Data extracted from a collection:

┌──

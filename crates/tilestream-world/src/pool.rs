//! Fixed-size pool of chunk render targets.
//!
//! Every live chunk draws into one render target pair. The pool is built once
//! with as many pairs as the window has slots, so a correctly drained window
//! can never run it dry.

use tilestream_common::{RenderTargetId, TextureHandle, WorldError, WorldResult};
use tracing::{debug, warn};

/// Default render target edge length in pixels.
pub const DEFAULT_TEXTURE_SIZE: u32 = 256;

/// Backend hook for creating textures that chunks are drawn into.
pub trait TextureAllocator {
    /// Creates a square render texture.
    fn allocate(&mut self, width: u32, height: u32) -> TextureHandle;
}

/// Base and overlay layer for one chunk.
#[derive(Debug, Clone, Copy, PartialEq, Eq)]
pub struct RenderTarget {
    /// Tile layer
    pub base: TextureHandle,
    /// Decoration layer drawn over the base
    pub overlay: TextureHandle,
}

/// Pool of render targets recycled through a free list.
#[derive(Debug)]
pub struct RenderTargetPool {
    targets: Vec<RenderTarget>,
    in_use: Vec<bool>,
    available: Vec<RenderTargetId>,
    texture_size: u32,
}

impl RenderTargetPool {
    /// Allocates `capacity` target pairs up front.
    pub fn new(capacity: usize, texture_size: u32, allocator: &mut dyn TextureAllocator) -> Self {
        let targets: Vec<_> = (0..capacity)
            .map(|_| RenderTarget {
                base: allocator.allocate(texture_size, texture_size),
                overlay: allocator.allocate(texture_size, texture_size),
            })
            .collect();

        debug!(
            "Allocated {} render targets of {}x{}",
            capacity, texture_size, texture_size
        );

        Self {
            targets,
            in_use: vec![false; capacity],
            available: (0..capacity as u32).map(RenderTargetId::new).collect(),
            texture_size,
        }
    }

    /// Returns the total number of targets.
    #[must_use]
    pub fn capacity(&self) -> usize {
        self.targets.len()
    }

    /// Returns the number of free targets.
    #[must_use]
    pub fn available(&self) -> usize {
        self.available.len()
    }

    /// Returns the texture edge length.
    #[must_use]
    pub const fn texture_size(&self) -> u32 {
        self.texture_size
    }

    /// Checks out a free target.
    pub fn acquire(&mut self) -> WorldResult<RenderTargetId> {
        let id = self.available.pop().ok_or_else(|| {
            warn!("Render target pool exhausted");
            WorldError::PoolExhausted {
                capacity: self.targets.len(),
            }
        })?;
        self.in_use[id.raw() as usize] = true;
        Ok(id)
    }

    /// Returns a target to the pool.
    pub fn release(&mut self, id: RenderTargetId) -> WorldResult<()> {
        match self.in_use.get_mut(id.raw() as usize) {
            Some(flag) if *flag => {
                *flag = false;
                self.available.push(id);
                Ok(())
            },
            _ => Err(WorldError::TargetNotInUse(id)),
        }
    }

    /// Looks up the textures behind a target.
    #[must_use]
    pub fn get(&self, id: RenderTargetId) -> Option<&RenderTarget> {
        self.targets.get(id.raw() as usize)
    }
}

└──

If a line of the data above contains "WorldResult", copy it out.

use tilestream_common::{RenderTargetId, TextureHandle, WorldError, WorldResult};
    pub fn acquire(&mut self) -> WorldResult<RenderTargetId> {
    pub fn release(&mut self, id: RenderTargetId) -> WorldResult<()> {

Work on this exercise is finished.